It’s not exactly a secret: Donald Trump is not very popular overseas. He’s alienated the United States’ oldest allies, physically shoved a NATO leader, and failed to reaffirm treaty commitments. European citizens view Trump as a buffoon.
Trump’s poor job performance has, in fact, helped diminish the political standing of Europe’s far-right. Since the 2016 election, extremist rightwing parties in Europe have lost big, as nations look across the Atlantic and see how the nationalist populist Trump is stumbling in the dark, embarrassing the country he represents.
Much to the dismay of many British citizens, beleaguered Prime Minister Theresa May extended an invitation to Trump to visit shortly after the US election. Trump made childish demands, such as a ride in the queen’s ceremonial carriage. Authorities were prepping for massive protests.
But following the recent terror attacks in London – which provoked in the small-minded Trump the urge to demonize the mayor of London while one tragedy was still taking place – rumors began swirling that Trump wanted to postpone the trip until his popularity was up. A revolting admission of his primary concern: his own sense of self.
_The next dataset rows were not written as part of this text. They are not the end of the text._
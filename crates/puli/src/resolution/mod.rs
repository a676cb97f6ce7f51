//! Justification enumeration by resolution over derived inferences
//!
//! Every source inference reachable from the goal becomes a derived
//! inference `conclusion -| premises : justification`. Resolving
//! `X = c -| P : J` with `Y = d -| Q : K` where `c ∈ Q` yields
//! `d -| P ∪ (Q \ {c}) : J ∪ K`; repeated resolution eliminates premises
//! until the goal is derived from none, at which point the justification
//! is a candidate result.
//!
//! The loop follows the given-clause scheme: the queue is ordered by the
//! priority of the justification, so candidates reach the goal smallest
//! first and a candidate that is not minimal is always detected against the
//! results reported before it. Two minimality filters keep the search small:
//! - a derived inference dominated by another one with the same conclusion
//!   (premises and justification both included) is dropped
//! - a derived inference whose justification includes a reported
//!   justification is parked; parked inferences are replayed by the next
//!   enumeration on the same engine
//!
//! Redundant resolutions are avoided with a selection function: each derived
//! inference selects one atom (its conclusion or a premise), and two
//! inferences are resolved only on an atom selected by both.

mod derived;
mod queue;
mod selection;

pub use derived::DerivedInference;
pub use selection::{
    BottomUpSelection, Selection, SelectionContext, ThresholdSelection, TopDownSelection,
};

use crate::config::ResolutionConfig;
use crate::error::{PinpointError, Result};
use crate::index::sorted_ids::{self, SortedIdSet};
use crate::index::{BloomTrie, ConclusionId, IdMap};
use crate::inference::{Inference, InferenceJustifier, InferenceSet};
use crate::listener::MinimalSubsetListener;
use crate::monitor::{InterruptMonitor, NeverInterrupted};
use crate::priority::{Cardinality, PriorityComparator};
use crate::stats::ResolutionStats;
use queue::{InferenceQueue, QueueElement};
use std::collections::{HashMap, HashSet, VecDeque};
use std::fmt::Debug;
use std::hash::Hash;
use std::sync::Arc;
use std::time::Instant;
use tracing::{debug, trace};

/// Enumerates the justifications of goals over one inference set.
///
/// The engine keeps what it learned between calls of
/// [`enumerate`](Self::enumerate): conclusions already unfolded, minimal
/// derived inferences per conclusion, the selected-atom indices and parked
/// inferences. Later goals over the same inference set start from there.
///
/// After an error the engine state is unspecified; discard it.
pub struct ResolutionJustificationComputation<C, A, S, J> {
    inference_set: S,
    justifier: J,
    selection: Box<dyn Selection>,
    monitor: Box<dyn InterruptMonitor>,
    config: ResolutionConfig,
    conclusions: IdMap<C>,
    axioms: IdMap<A>,
    /// Conclusions whose inferences were converted to derived inferences
    initialized: HashSet<ConclusionId>,
    /// Number of source inferences per initialized conclusion
    inference_counts: HashMap<ConclusionId, usize>,
    /// Minimal derived inferences per conclusion
    minimal_inferences: HashMap<ConclusionId, BloomTrie>,
    /// Inferences resolving on their conclusion, by that conclusion
    by_selected_conclusion: HashMap<ConclusionId, Vec<Arc<DerivedInference>>>,
    /// Inferences resolving on a premise, by that premise
    by_selected_premise: HashMap<ConclusionId, Vec<Arc<DerivedInference>>>,
    /// Parked queue elements, resolvents left unmaterialized
    blocked: VecDeque<QueueElement>,
    stats: ResolutionStats,
}

impl<C, A, S, J> ResolutionJustificationComputation<C, A, S, J>
where
    C: Clone + Eq + Hash + Debug,
    A: Clone + Eq + Hash + Debug,
    S: InferenceSet<C>,
    J: InferenceJustifier<C, A>,
{
    pub fn new(inference_set: S, justifier: J) -> Self {
        Self::with_config(inference_set, justifier, ResolutionConfig::default())
    }

    pub fn with_config(inference_set: S, justifier: J, config: ResolutionConfig) -> Self {
        ResolutionJustificationComputation {
            inference_set,
            justifier,
            selection: config.selection.create(),
            monitor: Box::new(NeverInterrupted),
            config,
            conclusions: IdMap::new(),
            axioms: IdMap::new(),
            initialized: HashSet::new(),
            inference_counts: HashMap::new(),
            minimal_inferences: HashMap::new(),
            by_selected_conclusion: HashMap::new(),
            by_selected_premise: HashMap::new(),
            blocked: VecDeque::new(),
            stats: ResolutionStats::default(),
        }
    }

    /// Replace the selection strategy of the configuration
    pub fn with_selection(mut self, selection: Box<dyn Selection>) -> Self {
        self.selection = selection;
        self
    }

    pub fn with_monitor(mut self, monitor: impl InterruptMonitor + 'static) -> Self {
        self.monitor = Box::new(monitor);
        self
    }

    pub fn config(&self) -> &ResolutionConfig {
        &self.config
    }

    pub fn selection(&self) -> &dyn Selection {
        self.selection.as_ref()
    }

    /// Counters since creation or the last [`reset_stats`](Self::reset_stats),
    /// including those of the per-conclusion minimality indices
    pub fn stats(&self) -> ResolutionStats {
        let mut stats = self.stats.clone();
        for trie in self.minimal_inferences.values() {
            stats.minimality_index.absorb(trie.stats());
        }
        stats
    }

    pub fn reset_stats(&mut self) {
        self.stats = ResolutionStats::default();
        for trie in self.minimal_inferences.values_mut() {
            trie.reset_stats();
        }
    }

    /// Report every justification of `goal` to `listener`, smallest first.
    pub fn enumerate<L>(&mut self, goal: &C, listener: &mut L) -> Result<()>
    where
        L: MinimalSubsetListener<A> + ?Sized,
    {
        self.enumerate_by(goal, &Cardinality, listener)
    }

    /// Report every justification of `goal` to `listener`, in ascending
    /// order of `priority`.
    pub fn enumerate_by<P, L>(&mut self, goal: &C, priority: &P, listener: &mut L) -> Result<()>
    where
        P: PriorityComparator<A>,
        L: MinimalSubsetListener<A> + ?Sized,
    {
        let start = Instant::now();
        let goal_id = self.conclusions.get_id(goal);
        debug!(
            "{:?}: enumerating justifications, {} selection",
            goal,
            self.selection.name()
        );
        let mut queue = InferenceQueue::with_capacity(self.config.initial_queue_capacity);
        let mut justifications = BloomTrie::new();

        self.initialize(goal_id, priority, &mut queue);
        self.unblock_inferences(priority, &mut queue);
        self.change_selection(goal_id, priority, &mut queue);
        let result = self.process(goal_id, priority, &mut queue, &mut justifications, listener);

        self.stats.minimality_index.absorb(justifications.stats());
        self.stats.enumeration_time += start.elapsed();
        debug!(
            "{:?}: {} justifications, {} inferences produced, {} minimal",
            goal,
            justifications.len(),
            self.stats.produced_inferences,
            self.stats.minimal_inferences
        );
        result
    }

    /// Convert the inferences reachable from `goal` that were not seen before
    fn initialize<P: PriorityComparator<A>>(
        &mut self,
        goal: ConclusionId,
        priority: &P,
        queue: &mut InferenceQueue<P::Priority>,
    ) {
        let mut to_initialize = VecDeque::new();
        if self.initialized.insert(goal) {
            to_initialize.push_back(goal);
        }
        while let Some(next) = to_initialize.pop_front() {
            let inferences = self
                .inference_set
                .inferences(self.conclusions.element(next))
                .into_owned();
            self.inference_counts.insert(next, inferences.len());
            for inference in inferences {
                let derived = self.derive(&inference);
                let element = QueueElement::Derived {
                    inference: Arc::new(derived),
                    checked_minimal: false,
                };
                produce(&mut self.stats, &self.axioms, queue, priority, element);
                for premise in &inference.premises {
                    let id = self.conclusions.get_id(premise);
                    if self.initialized.insert(id) {
                        to_initialize.push_back(id);
                    }
                }
            }
        }
    }

    fn derive(&mut self, inference: &Inference<C>) -> DerivedInference {
        let conclusion = self.conclusions.get_id(&inference.conclusion);
        let premises = self.conclusions.get_sorted_ids(inference.premises.iter());
        let justification = self
            .axioms
            .get_sorted_ids(self.justifier.justification(inference).iter());
        DerivedInference::new(conclusion, premises, justification)
    }

    /// Requeue inferences parked by earlier enumerations
    fn unblock_inferences<P: PriorityComparator<A>>(
        &mut self,
        priority: &P,
        queue: &mut InferenceQueue<P::Priority>,
    ) {
        while let Some(element) = self.blocked.pop_front() {
            produce(&mut self.stats, &self.axioms, queue, priority, element);
        }
    }

    /// Inferences that selected the new goal as their conclusion must select again
    fn change_selection<P: PriorityComparator<A>>(
        &mut self,
        goal: ConclusionId,
        priority: &P,
        queue: &mut InferenceQueue<P::Priority>,
    ) {
        for inference in self.by_selected_conclusion.remove(&goal).unwrap_or_default() {
            let element = QueueElement::Derived {
                inference,
                checked_minimal: true,
            };
            produce(&mut self.stats, &self.axioms, queue, priority, element);
        }
    }

    fn block(&mut self, inference: Arc<DerivedInference>, checked_minimal: bool) {
        trace!(
            "{}: blocked",
            inference.display(&self.conclusions, &self.axioms)
        );
        self.stats.blocked_inferences += 1;
        self.blocked.push_back(QueueElement::Derived {
            inference,
            checked_minimal,
        });
    }

    fn process<P, L>(
        &mut self,
        goal: ConclusionId,
        priority: &P,
        queue: &mut InferenceQueue<P::Priority>,
        justifications: &mut BloomTrie,
        listener: &mut L,
    ) -> Result<()>
    where
        P: PriorityComparator<A>,
        L: MinimalSubsetListener<A> + ?Sized,
    {
        loop {
            if self.monitor.is_interrupted() {
                self.park(queue);
                return Ok(());
            }
            let Some(element) = queue.pop() else {
                return Ok(());
            };
            let (inference, checked_minimal) = element.materialize();
            if !justifications.is_minimal(inference.justification()) {
                self.block(inference, checked_minimal);
                continue;
            }
            if inference.premises().is_empty() && inference.conclusion() == goal {
                justifications.insert(inference.justification());
                self.stats.justifications += 1;
                let justification = SortedIdSet::new(inference.justification(), &self.axioms);
                debug!("new justification: {:?}", justification);
                listener.new_minimal_subset(justification);
                self.block(inference, checked_minimal);
                continue;
            }
            if !checked_minimal {
                let minimal = self
                    .minimal_inferences
                    .entry(inference.conclusion())
                    .or_default()
                    .insert_if_minimal(&inference.minimality_key());
                if !minimal {
                    trace!(
                        "{}: not minimal",
                        inference.display(&self.conclusions, &self.axioms)
                    );
                    continue;
                }
                self.stats.minimal_inferences += 1;
            }
            self.select_and_resolve(goal, inference, priority, queue)?;
        }
    }

    fn select_and_resolve<P: PriorityComparator<A>>(
        &mut self,
        goal: ConclusionId,
        inference: Arc<DerivedInference>,
        priority: &P,
        queue: &mut InferenceQueue<P::Priority>,
    ) -> Result<()> {
        let context = SelectionContext::new(goal, &self.inference_counts);
        match self.selection.resolving_atom(&inference, &context) {
            None => {
                // resolve on the conclusion
                let selected = inference.conclusion();
                if selected == goal {
                    return Err(PinpointError::GoalSelected {
                        inference: inference
                            .display(&self.conclusions, &self.axioms)
                            .to_string(),
                    });
                }
                if let Some(others) = self.by_selected_premise.get(&selected) {
                    for other in others {
                        let element = QueueElement::Resolvent {
                            first: Arc::clone(&inference),
                            second: Arc::clone(other),
                        };
                        produce(&mut self.stats, &self.axioms, queue, priority, element);
                    }
                }
                self.by_selected_conclusion
                    .entry(selected)
                    .or_default()
                    .push(inference);
            }
            Some(selected) => {
                // resolve on the selected premise
                if !sorted_ids::contains(inference.premises(), selected) {
                    return Err(PinpointError::InvalidSelection {
                        selection: self.selection.name().to_string(),
                        premise: if (selected as usize) < self.conclusions.len() {
                            format!("{:?}", self.conclusions.element(selected))
                        } else {
                            format!("#{}", selected)
                        },
                        inference: inference
                            .display(&self.conclusions, &self.axioms)
                            .to_string(),
                    });
                }
                if let Some(others) = self.by_selected_conclusion.get(&selected) {
                    for other in others {
                        let element = QueueElement::Resolvent {
                            first: Arc::clone(other),
                            second: Arc::clone(&inference),
                        };
                        produce(&mut self.stats, &self.axioms, queue, priority, element);
                    }
                }
                self.by_selected_premise
                    .entry(selected)
                    .or_default()
                    .push(inference);
            }
        }
        Ok(())
    }

    /// Keep unprocessed work for the next enumeration after an interrupt
    fn park<P: Ord>(&mut self, queue: &mut InferenceQueue<P>) {
        debug!("interrupted, parking {} queued inferences", queue.len());
        self.blocked.extend(queue.drain());
    }
}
The Queen herself appears to have thrown cold water on any visit in the near-future. During the Queen’s speech – a traditional event that typically includes references to important state visits – omitted any mention of Trump. Intended to encompass two years of state-planning, this could very will indicate that Trump will not be welcome on British soil for years.
Based on Trump’s penchant for defending strong-man dictators over leaders of Western democracies, it seems unlikely these broken relationships will mend anytime soon.